A native of Georgia, Garrard Glenn received his B.A. in 1899 from the University of Georgia and went to Columbia Law School from which he received an LL.B. in 1903. While a student there he served on the editorial board of the Columbia Law Review with John M. Woolsey, founder of the journal. Upon graduating he worked five years for Davies, Stone and Auerbach in New York. He then helped establish the firm of Shattuck and Glenn. In 1913 Glenn began lecturing at Columbia and continued there as a part-time associate professor until 1921. He had devised a course called Creditors' Rights which so impressed the Columbia faculty that they hired him to teach it. In early 1927 Glenn turned down the offer of a teaching position at the University of Virginia Law School, but in December he decided to accept. He was the James Monroe Professor of Law from 1929 until his death in 1949. Glenn, a well-loved and respected professor, taught Trusts, Equity, Corporations, Evidence, Creditors' Rights, Security and Insurance.

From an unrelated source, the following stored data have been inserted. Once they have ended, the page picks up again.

use axum::{
    extract::{
        rejection::{JsonRejection, QueryRejection},
        Query, State,
    },
    http::StatusCode,
    response::{IntoResponse, Response},
    routing::{get, post, put},
    Json, Router,
};
use tracing::{instrument, warn};

use crate::{
    auth::{
        dto::{
            ChangePasswordRequest, CheckEmailQuery, CheckEmailResponse, LoginRequest,
            LoginResponse, MessageResponse, PublicUser, SignupRequest,
        },
        extractors::AuthUser,
    },
    state::AppState,
};

const UNAUTHENTICATED: &str = "Unauthenticated user.";

pub fn auth_routes() -> Router<AppState> {
    Router::new()
        .route("/auth/signup", post(signup))
        .route("/auth/login", post(login))
        .route("/auth/check-email", get(check_email))
}

pub fn user_routes() -> Router<AppState> {
    Router::new()
        .route("/user", get(get_me))
        .route("/user/password", put(change_password))
}

fn unauthenticated() -> Response {
    (
        StatusCode::UNAUTHORIZED,
        Json(MessageResponse::new(UNAUTHENTICATED)),
    )
        .into_response()
}

fn bad_request(message: impl Into<String>) -> Response {
    (StatusCode::BAD_REQUEST, Json(MessageResponse::new(message))).into_response()
}

#[instrument(skip(state, payload))]
pub async fn signup(
    State(state): State<AppState>,
    payload: Result<Json<SignupRequest>, JsonRejection>,
) -> Result<Json<MessageResponse>, Response> {
    let Json(payload) = payload.map_err(|e| bad_request(e.body_text()))?;
    state
        .auth
        .signup(&payload.email, &payload.password, &payload.name)
        .await
        .map_err(IntoResponse::into_response)?;
    Ok(Json(MessageResponse::new("Signup completed.")))
}

#[instrument(skip(state, payload))]
pub async fn login(
    State(state): State<AppState>,
    payload: Result<Json<LoginRequest>, JsonRejection>,
) -> Result<Json<LoginResponse>, Response> {
    let Json(payload) = payload.map_err(|e| bad_request(e.body_text()))?;
    let (token, user) = state
        .auth
        .login(&payload.email, &payload.password)
        .await
        .map_err(IntoResponse::into_response)?;
    Ok(Json(LoginResponse {
        token,
        user: user.into(),
    }))
}

#[instrument(skip(state))]
pub async fn check_email(
    State(state): State<AppState>,
    query: Result<Query<CheckEmailQuery>, QueryRejection>,
) -> Result<Json<CheckEmailResponse>, Response> {
    let Query(q) = query.map_err(|e| bad_request(e.body_text()))?;
    let available = state
        .auth
        .is_email_available(&q.email)
        .await
        .map_err(IntoResponse::into_response)?;
    Ok(Json(CheckEmailResponse { available }))
}

#[instrument(skip(state))]
pub async fn get_me(
    State(state): State<AppState>,
    principal: Option<AuthUser>,
) -> Result<Json<PublicUser>, Response> {
    let Some(AuthUser(email)) = principal else {
        return Err(unauthenticated());
    };
    let user = state
        .auth
        .get_user(&email)
        .await
        .map_err(IntoResponse::into_response)?;
    Ok(Json(user.into()))
}

#[instrument(skip(state, payload))]
pub async fn change_password(
    State(state): State<AppState>,
    principal: Option<AuthUser>,
    payload: Result<Json<ChangePasswordRequest>, JsonRejection>,
) -> Result<Json<MessageResponse>, Response> {
    let Some(AuthUser(email)) = principal else {
        warn!("password change without principal");
        return Err(unauthenticated());
    };
    let Json(payload) = payload.map_err(|e| bad_request(e.body_text()))?;
    let current = payload
        .current_password
        .ok_or_else(|| bad_request("currentPassword is required."))?;
    let new = payload
        .new_password
        .ok_or_else(|| bad_request("newPassword is required."))?;

    state
        .auth
        .change_password(&email, &current, &new)
        .await
        .map_err(IntoResponse::into_response)?;
    Ok(Json(MessageResponse::new("Password changed successfully.")))
}
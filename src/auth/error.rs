use axum::{
    http::StatusCode,
    response::{IntoResponse, Response},
    Json,
};
use tracing::error;

use crate::auth::{dto::MessageResponse, repo::StoreError};

/// Failure of an auth service operation.
#[derive(Debug, thiserror::Error)]
pub enum AuthError {
    #[error("Email is already registered.")]
    DuplicateEmail,
    #[error("User not found.")]
    UnknownUser,
    #[error("Password does not match.")]
    InvalidCredentials,
    #[error("{0}")]
    Validation(String),
    #[error(transparent)]
    Internal(#[from] anyhow::Error),
}

impl From<StoreError> for AuthError {
    fn from(e: StoreError) -> Self {
        match e {
            StoreError::DuplicateEmail => AuthError::DuplicateEmail,
            StoreError::Database(e) => AuthError::Internal(e),
        }
    }
}

impl AuthError {
    pub fn status(&self) -> StatusCode {
        match self {
            AuthError::Internal(_) => StatusCode::INTERNAL_SERVER_ERROR,
            _ => StatusCode::BAD_REQUEST,
        }
    }
}

impl IntoResponse for AuthError {
    fn into_response(self) -> Response {
        let status = self.status();
        let message = match &self {
            AuthError::Internal(e) => {
                error!(error = ?e, "auth operation failed");
                "Internal server error.".to_string()
            }
            other => other.to_string(),
        };
        (status, Json(MessageResponse { message })).into_response()
    }
}
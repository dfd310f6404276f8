use serde::{Deserialize, Serialize};

/// JWT payload issued at login.
#[derive(Debug, Clone, Serialize, Deserialize)]
pub struct Claims {
    pub sub: String, // user email
    pub iat: usize,  // issued at (unix timestamp)
    pub exp: usize,  // expires at (unix timestamp)
    pub iss: String, // issuer
    pub aud: String, // audience
}
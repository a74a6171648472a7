//! GeoJSON catalog response parsing.
//!
//! Catalog data is noisy: records without a magnitude or a full
//! `[lon, lat, depth]` coordinate are skipped, not reported as errors.

use crate::error::FetchError;
use crate::models::Event;
use chrono::{TimeZone, Utc};
use serde_json::Value;
use tracing::debug;

/// Parse a catalog response body into events.
pub fn parse_events(body: &str) -> Result<Vec<Event>, FetchError> {
    let json: Value = serde_json::from_str(body).map_err(|e| FetchError::Decode {
        message: format!("invalid JSON: {}", e),
    })?;

    parse_feature_collection(&json)
}

/// Parse an already-decoded GeoJSON feature collection.
pub fn parse_feature_collection(json: &Value) -> Result<Vec<Event>, FetchError> {
    let features = json["features"]
        .as_array()
        .ok_or_else(|| FetchError::Decode {
            message: "no features array in GeoJSON response".to_string(),
        })?;

    let events: Vec<Event> = features.iter().filter_map(feature_to_event).collect();

    let skipped = features.len() - events.len();
    if skipped > 0 {
        debug!(
            "Skipped {} of {} catalog records with missing fields",
            skipped,
            features.len()
        );
    }

    Ok(events)
}

/// Convert one GeoJSON feature into an event, if it is complete enough.
pub fn feature_to_event(feature: &Value) -> Option<Event> {
    let props = &feature["properties"];
    let coords = feature["geometry"]["coordinates"].as_array()?;
    if coords.len() < 3 {
        return None;
    }

    let magnitude = props["mag"].as_f64()?;
    let longitude = coords[0].as_f64()?;
    let latitude = coords[1].as_f64()?;
    let depth_km = coords[2].as_f64()?;

    let millis = props["time"]
        .as_i64()
        .or_else(|| props["time"].as_f64().map(|t| t as i64))?;
    let time = Utc.timestamp_millis_opt(millis).single()?;

    Some(Event {
        id: feature["id"].as_str().map(String::from),
        time,
        magnitude,
        depth_km,
        latitude,
        longitude,
        station_count: station_count(&props["nst"]),
        gap: props["gap"].as_f64().unwrap_or(0.0),
        min_distance: props["dmin"].as_f64().unwrap_or(0.0),
        rms: props["rms"].as_f64().unwrap_or(0.0),
        place: props["place"].as_str().map(String::from),
    })
}

/// `nst` is an integer in most feeds but some send it as a float.
fn station_count(value: &Value) -> u32 {
    value
        .as_u64()
        .or_else(|| {
            value
                .as_f64()
                .filter(|n| n.is_finite() && *n >= 0.0)
                .map(|n| n.round() as u64)
        })
        .map(|n| u32::try_from(n).unwrap_or(u32::MAX))
        .unwrap_or(0)
}

#[cfg(test)]
mod tests {
    use super::*;
    use serde_json::json;

    #[test]
    fn test_feature_round_trip() {
        // 2023-02-06T01:17:34Z
        let feature = json!({
            "type": "Feature",
            "id": "us6000jllz",
            "properties": {
                "mag": 7.8,
                "place": "Pazarcik earthquake, Kahramanmaras",
                "time": 1675646254342_i64,
                "nst": 142,
                "gap": 18.0,
                "dmin": 1.2,
                "rms": 0.84
            },
            "geometry": {
                "type": "Point",
                "coordinates": [37.0143, 37.2256, 10.0]
            }
        });

        let event = feature_to_event(&feature).unwrap();
        assert_eq!(event.id.as_deref(), Some("us6000jllz"));
        assert_eq!(event.magnitude, 7.8);
        assert_eq!(event.longitude, 37.0143);
        assert_eq!(event.latitude, 37.2256);
        assert_eq!(event.depth_km, 10.0);
        assert_eq!(event.station_count, 142);
        assert_eq!(event.gap, 18.0);
        assert_eq!(event.min_distance, 1.2);
        assert_eq!(event.rms, 0.84);
        assert_eq!(
            event.time.format("%Y-%m-%dT%H:%M:%S").to_string(),
            "2023-02-06T01:17:34"
        );
    }

    #[test]
    fn test_optional_fields_default_to_zero() {
        let feature = json!({
            "properties": { "mag": 2.1, "time": 0, "nst": null, "gap": null },
            "geometry": { "coordinates": [30.0, 40.0, 5.5] }
        });

        let event = feature_to_event(&feature).unwrap();
        assert_eq!(event.station_count, 0);
        assert_eq!(event.gap, 0.0);
        assert_eq!(event.min_distance, 0.0);
        assert_eq!(event.rms, 0.0);
        assert!(event.place.is_none());
        assert!(event.id.is_none());
    }

    #[test]
    fn test_float_station_count() {
        let feature = json!({
            "properties": { "mag": 2.1, "time": 0, "nst": 12.0 },
            "geometry": { "coordinates": [30.0, 40.0, 5.5] }
        });
        assert_eq!(feature_to_event(&feature).unwrap().station_count, 12);

        let feature = json!({
            "properties": { "mag": 2.1, "time": 0, "nst": -3.0 },
            "geometry": { "coordinates": [30.0, 40.0, 5.5] }
        });
        assert_eq!(feature_to_event(&feature).unwrap().station_count, 0);
    }

    #[test]
    fn test_incomplete_records_are_skipped() {
        let body = json!({
            "type": "FeatureCollection",
            "features": [
                { "properties": { "mag": null, "time": 1 }, "geometry": { "coordinates": [30.0, 40.0, 5.0] } },
                { "properties": { "mag": 3.0, "time": 1 }, "geometry": { "coordinates": [30.0, 40.0] } },
                { "properties": { "mag": 3.0, "time": 1 }, "geometry": null },
                { "properties": { "mag": 3.0 }, "geometry": { "coordinates": [30.0, 40.0, 5.0] } },
                { "properties": { "mag": 4.2, "time": 1 }, "geometry": { "coordinates": [30.0, 40.0, 5.0] } }
            ]
        })
        .to_string();

        let events = parse_events(&body).unwrap();
        assert_eq!(events.len(), 1);
        assert_eq!(events[0].magnitude, 4.2);
    }

    #[test]
    fn test_missing_features_is_decode_error() {
        assert!(matches!(
            parse_events(r#"{"type": "FeatureCollection"}"#),
            Err(FetchError::Decode { .. })
        ));
        assert!(matches!(
            parse_events("<html>busy</html>"),
            Err(FetchError::Decode { .. })
        ));
    }

    #[test]
    fn test_empty_collection() {
        let events = parse_events(r#"{"type": "FeatureCollection", "features": []}"#).unwrap();
        assert!(events.is_empty());
    }
}
//! Command-line interface argument parsing.
//!
//! This module handles all CLI argument parsing using clap,
//! including validation and default values.

use crate::models::TimeWindow;
use chrono::{DateTime, NaiveDate, NaiveDateTime, Utc};
use clap::Parser;
use serde::{Deserialize, Serialize};
use std::path::PathBuf;

/// SeisRisk - short-term seismic risk for a country and its regions
///
/// Pulls recent earthquakes from a live catalog, scores the nationwide
/// and per-region risk with a pretrained classifier, and writes a
/// Markdown/JSON report. Built in Rust.
///
/// Examples:
///   seisrisk
///   seisrisk --days 7 --threshold 40 --output risk.md
///   seisrisk --start 2023-02-01T00:00:00 --end 2023-02-15T00:00:00
///   seisrisk --watch --interval 300
///   seisrisk --init-config
#[derive(Parser, Debug, Clone)]
#[command(author, version, about, long_about = None)]
#[command(propagate_version = true)]
pub struct Args {
    /// Path to configuration file
    ///
    /// If not specified, looks for .seisrisk.toml in the current directory
    #[arg(short, long, value_name = "FILE")]
    pub config: Option<PathBuf>,

    /// Window start (UTC), e.g. 2023-02-01T00:00:00 or 2023-02-01
    #[arg(long, value_name = "TIME", value_parser = parse_time, requires = "end")]
    pub start: Option<DateTime<Utc>>,

    /// Window end (UTC). Defaults to now
    #[arg(long, value_name = "TIME", value_parser = parse_time)]
    pub end: Option<DateTime<Utc>>,

    /// Trailing window length in days, ending at --end or now
    #[arg(short, long, value_name = "DAYS", conflicts_with = "start")]
    pub days: Option<u32>,

    /// Alert threshold for the overall risk (0 - 100)
    ///
    /// Exit code 2 when the overall risk is at or above it.
    #[arg(short, long, value_name = "PERCENT")]
    pub threshold: Option<f64>,

    /// Keep running and re-analyse on a fixed interval
    #[arg(short, long, conflicts_with_all = ["start", "end"])]
    pub watch: bool,

    /// Refresh interval in seconds for --watch
    #[arg(long, value_name = "SECS", requires = "watch")]
    pub interval: Option<u64>,

    /// Output file path for the report. Printed to stdout when omitted
    #[arg(short, long, value_name = "FILE")]
    pub output: Option<PathBuf>,

    /// Output format (markdown, json)
    #[arg(long, value_name = "FORMAT")]
    pub format: Option<OutputFormat>,

    /// Seismic catalog query endpoint
    #[arg(long, value_name = "URL", env = "SEISRISK_CATALOG_URL")]
    pub catalog_url: Option<String>,

    /// Smallest magnitude requested from the catalog
    #[arg(long, value_name = "MAG")]
    pub min_magnitude: Option<f64>,

    /// Number of concurrent regional fetches
    #[arg(long, value_name = "NUM")]
    pub concurrency: Option<usize>,

    /// Classifier model file (JSON)
    #[arg(short, long, value_name = "FILE", env = "SEISRISK_MODEL")]
    pub model: Option<PathBuf>,

    /// Region boundary file (GeoJSON FeatureCollection)
    #[arg(short, long, value_name = "FILE", env = "SEISRISK_REGIONS")]
    pub regions: Option<PathBuf>,

    /// Enable verbose logging output
    #[arg(short, long)]
    pub verbose: bool,

    /// Run in quiet mode (minimal output)
    #[arg(short, long)]
    pub quiet: bool,

    /// Generate a default .seisrisk.toml configuration file
    #[arg(long)]
    pub init_config: bool,
}

/// Output format for the report.
#[derive(
    Debug, Clone, Copy, PartialEq, Eq, Default, clap::ValueEnum, Serialize, Deserialize,
)]
#[serde(rename_all = "lowercase")]
pub enum OutputFormat {
    /// Markdown format (default)
    #[default]
    Markdown,
    /// JSON format
    Json,
}

/// Parse a UTC time given as RFC 3339, `%Y-%m-%dT%H:%M:%S` or a bare date.
pub fn parse_time(s: &str) -> Result<DateTime<Utc>, String> {
    if let Ok(t) = DateTime::parse_from_rfc3339(s) {
        return Ok(t.with_timezone(&Utc));
    }
    if let Ok(t) = NaiveDateTime::parse_from_str(s, "%Y-%m-%dT%H:%M:%S") {
        return Ok(t.and_utc());
    }
    if let Some(t) = NaiveDate::parse_from_str(s, "%Y-%m-%d")
        .ok()
        .and_then(|d| d.and_hms_opt(0, 0, 0))
    {
        return Ok(t.and_utc());
    }
    Err(format!(
        "invalid time '{}': expected YYYY-MM-DD, YYYY-MM-DDTHH:MM:SS or RFC 3339",
        s
    ))
}

impl Args {
    /// Parse command-line arguments.
    pub fn parse_args() -> Self {
        Self::parse()
    }

    /// Validate the parsed arguments.
    pub fn validate(&self) -> Result<(), String> {
        // Skip validation for --init-config
        if self.init_config {
            return Ok(());
        }

        if let Some(threshold) = self.threshold {
            if !(0.0..=100.0).contains(&threshold) {
                return Err("Threshold must be between 0 and 100".to_string());
            }
        }

        if let (Some(start), Some(end)) = (self.start, self.end) {
            if start >= end {
                return Err("--start must be before --end".to_string());
            }
        }

        if let Some(days) = self.days {
            if days == 0 {
                return Err("Days must be at least 1".to_string());
            }
            let end = self.end.unwrap_or_else(Utc::now);
            if let Err(e) = TimeWindow::trailing_days(end, days) {
                return Err(e.to_string());
            }
        }

        if self.concurrency == Some(0) {
            return Err("Concurrency must be at least 1".to_string());
        }

        if self.interval == Some(0) {
            return Err("Interval must be at least 1 second".to_string());
        }

        if let Some(ref url) = self.catalog_url {
            if !url.starts_with("http://") && !url.starts_with("https://") {
                return Err("Catalog URL must start with 'http://' or 'https://'".to_string());
            }
        }

        // Check for conflicting options
        if self.verbose && self.quiet {
            return Err("Cannot use both --verbose and --quiet".to_string());
        }

        Ok(())
    }

    /// Returns the log level based on verbosity settings.
    ///
    /// `config_verbose` is `[general] verbose` from the config file.
    /// `--quiet` wins over both.
    pub fn log_level(&self, config_verbose: bool) -> tracing::Level {
        if self.quiet {
            tracing::Level::ERROR
        } else if self.verbose || config_verbose {
            tracing::Level::DEBUG
        } else {
            tracing::Level::INFO
        }
    }
}
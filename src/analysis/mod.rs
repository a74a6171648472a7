//! Risk analysis.
//!
//! Aggregation turns event lists into feature vectors, the scorer turns
//! feature vectors into risk percentages, and the regional mapper repeats
//! both for every administrative region.

pub mod aggregator;
pub mod regional;
pub mod scorer;

pub use aggregator::*;
pub use regional::RegionalRiskMapper;
pub use scorer::{Classifier, LogisticModel, RiskScorer};
#[cfg(test)]
mod tests {
    use super::*;
    use crate::analysis::scorer::testing::magnitude_scorer;
    use crate::catalog::testing::{event, ScriptedSource};
    use crate::error::FetchError;
    use crate::models::RegionRisk;
    use geo::{LineString, MultiPolygon, Polygon};

    const NATIONAL: BoundingBox = BoundingBox {
        min_latitude: 36.0,
        max_latitude: 42.5,
        min_longitude: 26.0,
        max_longitude: 45.5,
    };

    fn region(name: &str, min_lon: f64) -> Region {
        let ring = LineString::from(vec![
            (min_lon, 37.0),
            (min_lon + 1.0, 37.0),
            (min_lon + 1.0, 38.0),
            (min_lon, 37.0),
        ]);
        Region::new(name, MultiPolygon(vec![Polygon::new(ring, vec![])])).unwrap()
    }

    fn settings(run_timeout: Option<Duration>) -> CoordinatorSettings {
        CoordinatorSettings {
            national_bbox: NATIONAL,
            concurrency: 2,
            retry: RetryPolicy::none(),
            run_timeout,
        }
    }

    /// Nationwide: M5 and M3. Region at lon 30: M7. Region at lon 40: fails.
    fn script(bbox: &BoundingBox) -> Result<Vec<crate::models::Event>, FetchError> {
        if *bbox == NATIONAL {
            return Ok(vec![event(5.0, 10.0), event(3.0, 8.0)]);
        }
        match bbox.min_longitude as i32 {
            30 => Ok(vec![event(7.0, 12.0)]),
            40 => Err(FetchError::Status {
                status: 404,
                body: String::new(),
            }),
            _ => Ok(vec![]),
        }
    }

    fn setup(
        source: ScriptedSource,
        run_timeout: Option<Duration>,
    ) -> (
        AnalysisCoordinator,
        mpsc::Receiver<RunNotification>,
        AnalysisRequest,
    ) {
        let store = Arc::new(AnalysisStore::new(vec![
            region("Bursa", 30.0),
            region("Erzurum", 40.0),
            region("Rize", 41.0),
        ]));
        let request = AnalysisRequest {
            scorer: magnitude_scorer(),
            regions: store.regions(),
            window: TimeWindow::trailing_days(Utc::now(), 30).unwrap(),
            alert_threshold: 35.0,
        };
        let (coordinator, rx) =
            AnalysisCoordinator::new(Arc::new(source), settings(run_timeout), store);
        (coordinator, rx, request)
    }

    async fn next(rx: &mut mpsc::Receiver<RunNotification>) -> RunNotification {
        tokio::time::timeout(Duration::from_secs(5), rx.recv())
            .await
            .expect("notification within 5s")
            .expect("channel open")
    }

    #[tokio::test]
    async fn test_successful_run_publishes_and_notifies() {
        let (coordinator, mut rx, request) = setup(ScriptedSource::new(script), None);

        let run_id = coordinator.start(request).unwrap();
        let notification = next(&mut rx).await;
        assert_eq!(notification.run_id, run_id);

        let result = match notification.outcome {
            RunOutcome::Succeeded(result) => result,
            RunOutcome::Failed(reason) => panic!("run failed: {}", reason),
        };
        assert!((result.overall_risk - 40.0).abs() < 1e-9);
        assert!(result.alert);
        assert_eq!(result.events.len(), 2);
        assert_eq!(result.regions.len(), 3);
        assert!((result.regions["Bursa"].value() - 70.0).abs() < 1e-9);
        assert!(result.regions["Erzurum"].is_unavailable());
        assert_eq!(result.regions["Rize"], RegionRisk::NoData);

        assert_eq!(coordinator.state(), RunState::Idle);
        let snapshot = coordinator.store().snapshot();
        assert_eq!(snapshot.generation, 1);
        assert_eq!(snapshot.regions[0].risk, Some(70.0));
        assert_eq!(snapshot.regions[1].risk, Some(0.0));
    }

    #[tokio::test]
    async fn test_overlapping_start_is_rejected() {
        let (source, gate) = ScriptedSource::new(script).gated();
        let (coordinator, mut rx, request) = setup(source, None);

        coordinator.start(request.clone()).unwrap();
        assert_eq!(coordinator.state(), RunState::Running);
        assert_eq!(
            coordinator.start(request.clone()),
            Err(StartError::AlreadyRunning)
        );

        gate.send(true).unwrap();
        let first = next(&mut rx).await;
        assert!(matches!(first.outcome, RunOutcome::Succeeded(_)));
        assert_eq!(coordinator.state(), RunState::Idle);

        let second = coordinator.start(request).unwrap();
        assert_eq!(next(&mut rx).await.run_id, second);
    }

    #[tokio::test]
    async fn test_empty_nationwide_catalog_fails_run() {
        let (coordinator, mut rx, request) = setup(ScriptedSource::new(|_| Ok(vec![])), None);

        coordinator.start(request).unwrap();
        match next(&mut rx).await.outcome {
            RunOutcome::Failed(reason) => {
                assert!(reason.contains("no earthquake events found in the national catalog"));
            }
            RunOutcome::Succeeded(_) => panic!("expected failure"),
        }
        assert!(coordinator.store().current().is_none());
    }

    #[tokio::test]
    async fn test_nationwide_fetch_failure_fails_run() {
        let source = ScriptedSource::new(|_| {
            Err(FetchError::Decode {
                message: "not geojson".to_string(),
            })
        });
        let (coordinator, mut rx, request) = setup(source, None);

        coordinator.start(request).unwrap();
        match next(&mut rx).await.outcome {
            RunOutcome::Failed(reason) => assert!(reason.contains("nationwide event fetch failed")),
            RunOutcome::Succeeded(_) => panic!("expected failure"),
        }
        assert_eq!(coordinator.state(), RunState::Idle);
    }

    #[tokio::test]
    async fn test_shutdown_discards_in_flight_run() {
        let (source, gate) = ScriptedSource::new(script).gated();
        let (coordinator, mut rx, request) = setup(source, None);

        coordinator.start(request.clone()).unwrap();
        coordinator.shutdown();
        gate.send(true).ok();

        let received = tokio::time::timeout(Duration::from_millis(200), rx.recv()).await;
        assert!(received.is_err());
        assert!(coordinator.store().current().is_none());
        assert_eq!(coordinator.start(request), Err(StartError::ShutDown));
    }

    async fn wait_idle(coordinator: &AnalysisCoordinator) {
        tokio::time::timeout(Duration::from_secs(5), async {
            while coordinator.state() == RunState::Running {
                tokio::time::sleep(Duration::from_millis(1)).await;
            }
        })
        .await
        .expect("run finished within 5s");
    }

    #[tokio::test]
    async fn test_shutdown_while_notification_pending_publishes_nothing() {
        let (coordinator, mut rx, request) = setup(ScriptedSource::new(script), None);

        // Fill the notification channel without reading it
        for _ in 0..NOTIFICATION_CAPACITY {
            coordinator.start(request.clone()).unwrap();
            wait_idle(&coordinator).await;
        }

        // This run finishes but cannot notify until a slot frees up
        coordinator.start(request).unwrap();
        tokio::time::sleep(Duration::from_millis(50)).await;
        assert_eq!(coordinator.state(), RunState::Running);
        coordinator.shutdown();
        tokio::time::sleep(Duration::from_millis(50)).await;

        let generation = coordinator.store().snapshot().generation;
        assert_eq!(generation, NOTIFICATION_CAPACITY as u64);

        let mut delivered = 0;
        while rx.try_recv().is_ok() {
            delivered += 1;
        }
        assert_eq!(delivered, NOTIFICATION_CAPACITY);
        assert_eq!(coordinator.state(), RunState::Idle);
    }

    #[tokio::test]
    async fn test_run_timeout_fails_run() {
        let (source, _gate) = ScriptedSource::new(script).gated();
        let (coordinator, mut rx, request) = setup(source, Some(Duration::from_millis(50)));

        coordinator.start(request).unwrap();
        match next(&mut rx).await.outcome {
            RunOutcome::Failed(reason) => assert!(reason.contains("did not finish")),
            RunOutcome::Succeeded(_) => panic!("expected timeout"),
        }
    }
}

Garrard Glenn's prolific writing career began while he was a student and extended through the years of ill-health preceding his death. In 1910 he published Secret Liens and in 1915, Creditors' Rights, a major work in an area of the law which he helped bring into focus. World War I prompted him to write The Army and the Law, and in 1931 he published Fraudulent Conveyances. Naturally after he began teaching Glenn had more time for scholarship, and in the thirties and forties his most respected works were written. He also served as editorial adviser for Jurisprudence in Virginia and West Virginia and the Restatement of the Law of Security. Glenn produced more than 40 major articles for law reviews across the country and covered topics from creditors' rights to Sir Thomas More, whom he felt should be the patron saint of his profession. While at the University, he served on the faculty committee of the Virginia Quarterly Review and was a faculty advisor to the Virginia Law Review. Leslie Hepburn Buckler described Glenn’s teaching style: “Every student he ever taught will agree he was a great teacher. But he violated, or rather ignored, all the rules declared essential by the authorities on ‘legal teaching, method and objectives,’ whether according to the fashion that is in the ascendant, or the one which is in decline.” Armistead M. Dobie was to claim in his later years that his greatest contribution to the Law School was his ability to persuade Glenn to come to Virginia.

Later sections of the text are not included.